[Records from a dataset]
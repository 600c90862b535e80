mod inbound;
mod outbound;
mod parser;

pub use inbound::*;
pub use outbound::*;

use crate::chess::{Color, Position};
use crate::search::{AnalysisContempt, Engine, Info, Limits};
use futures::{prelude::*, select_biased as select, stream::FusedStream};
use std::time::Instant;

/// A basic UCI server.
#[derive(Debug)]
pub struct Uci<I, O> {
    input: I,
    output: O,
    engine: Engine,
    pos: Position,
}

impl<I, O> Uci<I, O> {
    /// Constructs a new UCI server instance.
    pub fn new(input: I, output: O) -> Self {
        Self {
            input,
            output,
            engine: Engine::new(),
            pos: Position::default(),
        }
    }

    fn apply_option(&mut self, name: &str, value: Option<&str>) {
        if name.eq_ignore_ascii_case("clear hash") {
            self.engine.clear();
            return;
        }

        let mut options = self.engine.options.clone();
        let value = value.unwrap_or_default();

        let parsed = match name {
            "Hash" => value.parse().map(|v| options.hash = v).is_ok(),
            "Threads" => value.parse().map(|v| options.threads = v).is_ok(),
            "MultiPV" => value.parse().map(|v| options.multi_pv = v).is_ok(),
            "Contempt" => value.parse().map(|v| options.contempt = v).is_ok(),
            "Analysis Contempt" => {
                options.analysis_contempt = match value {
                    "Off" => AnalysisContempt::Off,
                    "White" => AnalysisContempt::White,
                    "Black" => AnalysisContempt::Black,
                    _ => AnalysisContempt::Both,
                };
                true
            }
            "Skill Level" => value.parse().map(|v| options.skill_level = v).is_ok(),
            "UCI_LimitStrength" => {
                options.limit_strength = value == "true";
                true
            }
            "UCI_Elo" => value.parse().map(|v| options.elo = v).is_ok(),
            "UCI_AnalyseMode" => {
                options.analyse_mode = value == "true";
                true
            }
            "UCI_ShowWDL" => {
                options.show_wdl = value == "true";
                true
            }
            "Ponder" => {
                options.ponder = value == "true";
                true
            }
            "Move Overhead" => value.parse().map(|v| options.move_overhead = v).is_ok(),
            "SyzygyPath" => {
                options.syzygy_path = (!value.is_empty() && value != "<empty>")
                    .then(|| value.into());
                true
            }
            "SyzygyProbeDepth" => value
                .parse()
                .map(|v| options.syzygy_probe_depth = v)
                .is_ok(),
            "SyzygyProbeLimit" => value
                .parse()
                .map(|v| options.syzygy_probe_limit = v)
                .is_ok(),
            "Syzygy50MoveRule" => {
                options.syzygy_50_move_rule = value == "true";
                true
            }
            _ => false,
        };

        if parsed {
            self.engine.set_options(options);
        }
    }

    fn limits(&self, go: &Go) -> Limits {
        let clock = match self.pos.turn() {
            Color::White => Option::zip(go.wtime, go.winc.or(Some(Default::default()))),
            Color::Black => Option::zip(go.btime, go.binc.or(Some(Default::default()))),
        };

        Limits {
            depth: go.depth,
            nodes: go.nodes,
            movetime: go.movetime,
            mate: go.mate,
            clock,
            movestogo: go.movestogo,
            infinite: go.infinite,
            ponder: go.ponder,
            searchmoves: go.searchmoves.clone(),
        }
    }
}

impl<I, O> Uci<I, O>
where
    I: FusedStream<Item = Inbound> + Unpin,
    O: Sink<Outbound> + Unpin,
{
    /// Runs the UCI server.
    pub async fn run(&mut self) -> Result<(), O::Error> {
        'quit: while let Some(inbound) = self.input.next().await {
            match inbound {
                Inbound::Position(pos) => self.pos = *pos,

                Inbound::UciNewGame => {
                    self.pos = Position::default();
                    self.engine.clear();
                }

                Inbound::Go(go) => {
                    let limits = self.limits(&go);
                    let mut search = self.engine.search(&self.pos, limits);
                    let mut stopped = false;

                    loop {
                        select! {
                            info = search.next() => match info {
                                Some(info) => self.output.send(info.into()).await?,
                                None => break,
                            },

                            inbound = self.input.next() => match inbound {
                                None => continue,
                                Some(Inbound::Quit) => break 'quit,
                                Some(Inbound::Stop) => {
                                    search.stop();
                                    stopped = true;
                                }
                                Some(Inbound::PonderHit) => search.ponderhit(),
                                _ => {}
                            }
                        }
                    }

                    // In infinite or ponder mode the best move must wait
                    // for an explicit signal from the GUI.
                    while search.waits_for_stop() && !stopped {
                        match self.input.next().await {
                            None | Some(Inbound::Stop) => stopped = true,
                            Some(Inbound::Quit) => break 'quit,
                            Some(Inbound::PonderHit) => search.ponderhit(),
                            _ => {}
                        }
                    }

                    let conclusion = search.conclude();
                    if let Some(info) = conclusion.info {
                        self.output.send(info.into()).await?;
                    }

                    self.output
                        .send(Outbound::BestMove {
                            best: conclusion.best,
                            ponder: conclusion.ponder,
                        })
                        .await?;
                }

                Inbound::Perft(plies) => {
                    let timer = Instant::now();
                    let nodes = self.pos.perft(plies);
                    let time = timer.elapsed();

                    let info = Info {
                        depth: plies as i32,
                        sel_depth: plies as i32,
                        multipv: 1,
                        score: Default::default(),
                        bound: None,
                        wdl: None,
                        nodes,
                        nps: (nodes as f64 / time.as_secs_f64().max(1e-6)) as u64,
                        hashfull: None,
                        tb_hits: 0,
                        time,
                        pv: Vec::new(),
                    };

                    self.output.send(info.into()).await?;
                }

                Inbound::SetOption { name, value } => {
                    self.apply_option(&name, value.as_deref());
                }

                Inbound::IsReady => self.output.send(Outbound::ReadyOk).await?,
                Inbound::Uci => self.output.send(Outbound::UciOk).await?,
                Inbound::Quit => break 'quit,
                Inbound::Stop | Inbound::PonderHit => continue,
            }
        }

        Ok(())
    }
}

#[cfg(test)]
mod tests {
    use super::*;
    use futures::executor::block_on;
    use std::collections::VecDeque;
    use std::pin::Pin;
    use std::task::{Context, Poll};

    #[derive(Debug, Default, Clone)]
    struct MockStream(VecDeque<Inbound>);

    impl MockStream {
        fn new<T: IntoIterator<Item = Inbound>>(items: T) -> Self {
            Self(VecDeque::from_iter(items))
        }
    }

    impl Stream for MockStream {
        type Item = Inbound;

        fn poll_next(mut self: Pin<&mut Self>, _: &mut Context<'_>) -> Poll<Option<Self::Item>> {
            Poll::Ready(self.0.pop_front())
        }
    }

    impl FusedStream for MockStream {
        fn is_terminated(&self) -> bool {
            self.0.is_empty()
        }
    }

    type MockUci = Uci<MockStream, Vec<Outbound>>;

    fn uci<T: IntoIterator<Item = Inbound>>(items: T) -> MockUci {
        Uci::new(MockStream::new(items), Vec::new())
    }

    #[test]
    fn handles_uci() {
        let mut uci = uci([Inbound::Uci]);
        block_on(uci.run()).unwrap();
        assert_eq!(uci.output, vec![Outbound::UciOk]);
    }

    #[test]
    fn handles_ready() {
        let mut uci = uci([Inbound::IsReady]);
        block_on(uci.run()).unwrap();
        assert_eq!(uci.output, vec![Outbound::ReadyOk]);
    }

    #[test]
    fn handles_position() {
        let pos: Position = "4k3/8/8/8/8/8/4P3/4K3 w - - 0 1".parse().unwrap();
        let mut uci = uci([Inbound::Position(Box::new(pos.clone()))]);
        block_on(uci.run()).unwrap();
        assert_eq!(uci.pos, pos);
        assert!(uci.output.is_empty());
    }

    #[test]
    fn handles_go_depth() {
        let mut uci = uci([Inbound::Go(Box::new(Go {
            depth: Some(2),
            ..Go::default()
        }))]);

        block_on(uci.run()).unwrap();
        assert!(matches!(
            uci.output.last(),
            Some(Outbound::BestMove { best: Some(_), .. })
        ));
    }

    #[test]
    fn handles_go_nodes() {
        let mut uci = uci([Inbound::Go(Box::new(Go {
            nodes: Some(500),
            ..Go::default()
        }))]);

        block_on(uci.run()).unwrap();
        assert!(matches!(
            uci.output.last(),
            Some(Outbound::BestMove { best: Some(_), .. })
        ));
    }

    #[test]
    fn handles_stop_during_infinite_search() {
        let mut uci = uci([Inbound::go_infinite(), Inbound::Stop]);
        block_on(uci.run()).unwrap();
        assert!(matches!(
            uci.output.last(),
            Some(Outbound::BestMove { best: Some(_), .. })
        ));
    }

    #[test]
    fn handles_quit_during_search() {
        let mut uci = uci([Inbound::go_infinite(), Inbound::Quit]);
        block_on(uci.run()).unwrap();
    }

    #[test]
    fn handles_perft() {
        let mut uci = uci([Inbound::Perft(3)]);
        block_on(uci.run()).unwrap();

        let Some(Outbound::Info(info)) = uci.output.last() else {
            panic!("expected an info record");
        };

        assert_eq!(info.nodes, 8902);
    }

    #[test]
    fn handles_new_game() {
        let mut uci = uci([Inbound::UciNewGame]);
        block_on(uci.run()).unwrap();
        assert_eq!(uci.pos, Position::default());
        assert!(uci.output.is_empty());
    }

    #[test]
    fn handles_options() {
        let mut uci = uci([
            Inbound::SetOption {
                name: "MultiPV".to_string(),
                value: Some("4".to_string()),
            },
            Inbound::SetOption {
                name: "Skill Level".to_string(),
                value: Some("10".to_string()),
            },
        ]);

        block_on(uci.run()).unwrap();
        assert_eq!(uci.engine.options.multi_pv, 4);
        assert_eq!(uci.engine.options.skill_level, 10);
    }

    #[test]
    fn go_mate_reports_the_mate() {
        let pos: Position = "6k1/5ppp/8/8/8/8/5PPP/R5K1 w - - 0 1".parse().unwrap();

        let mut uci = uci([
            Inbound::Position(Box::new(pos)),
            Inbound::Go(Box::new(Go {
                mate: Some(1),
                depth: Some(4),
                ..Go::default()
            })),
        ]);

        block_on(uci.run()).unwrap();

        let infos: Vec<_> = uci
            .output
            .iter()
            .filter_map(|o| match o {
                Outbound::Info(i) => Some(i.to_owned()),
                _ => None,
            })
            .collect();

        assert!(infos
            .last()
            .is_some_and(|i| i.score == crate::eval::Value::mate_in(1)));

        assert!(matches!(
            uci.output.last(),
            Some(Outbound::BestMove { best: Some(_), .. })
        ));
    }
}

- [The problem]: From the entries, copy every line in which the string "select" can be found.

- [Written solution]:
use futures::{prelude::*, select_biased as select, stream::FusedStream};
                        select! {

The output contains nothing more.